Exercise: Whenever a line in the records below contains "cloned", pick it out.

Stored data:
use crate::models::{CompanyProfile, Round, RoundKind, SizeCategory, SkillProfile};

fn round(title: &str, kind: RoundKind, focus_areas: Vec<String>, why: &str) -> Round {
    Round {
        round_title: title.to_string(),
        focus_areas,
        why_it_matters: why.to_string(),
        kind,
    }
}

fn labels(items: &[&str]) -> Vec<String> {
    items.iter().map(|s| s.to_string()).collect()
}

/// Interview sequence for a profile. Startups hiring for web skills get the
/// short practical loop; everyone else the standard four rounds.
pub fn map_rounds(skills: &SkillProfile, company: Option<&CompanyProfile>) -> Vec<Round> {
    let is_startup = company.is_some_and(|c| c.size_category == SizeCategory::Startup);
    let top_web = skills.web.iter().take(2).cloned();

    if is_startup && !skills.web.is_empty() {
        let mut practical = labels(&["Build a small feature", "Code quality"]);
        practical.extend(top_web);
        return vec![
            round(
                "Round 1: Practical Coding",
                RoundKind::Technical,
                practical,
                "Startups assess your ability to ship working code quickly.",
            ),
            round(
                "Round 2: System Discussion",
                RoundKind::Projects,
                labels(&["Architecture decisions", "Trade-offs", "Scalability basics"]),
                "They want to see how you think about building real products.",
            ),
            round(
                "Round 3: Culture Fit",
                RoundKind::Behavioral,
                labels(&["Ownership", "Communication", "Learning mindset"]),
                "Small teams need people who align with their pace and values.",
            ),
        ];
    }

    let has_dsa = skills.core_cs.iter().any(|s| s == "DSA");
    let mut projects = labels(&["Project walkthroughs"]);
    projects.extend(top_web);
    projects.extend(skills.languages.iter().take(1).cloned());

    vec![
        round(
            "Round 1: Online Test",
            RoundKind::OnlineTest,
            labels(&["Aptitude", "Basic DSA", "MCQs on core CS"]),
            "Filters candidates on fundamentals. Speed and accuracy matter.",
        ),
        round(
            "Round 2: Technical Interview",
            RoundKind::Technical,
            labels(&[
                if has_dsa { "DSA problem solving" } else { "Coding" },
                "Core CS concepts",
                "Time complexity",
            ]),
            "Deep assessment of your problem-solving approach and CS depth.",
        ),
        round(
            "Round 3: Tech + Projects",
            RoundKind::Projects,
            projects,
            "Validates hands-on experience and your ability to explain technical decisions.",
        ),
        round(
            "Round 4: HR / Managerial",
            RoundKind::Behavioral,
            labels(&["Behavioral questions", "Conflict resolution", "Career goals"]),
            "Assesses your communication, maturity, and cultural alignment.",
        ),
    ]
}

The completed task:
    let top_web = skills.web.iter().take(2).cloned();
    projects.extend(skills.languages.iter().take(1).cloned());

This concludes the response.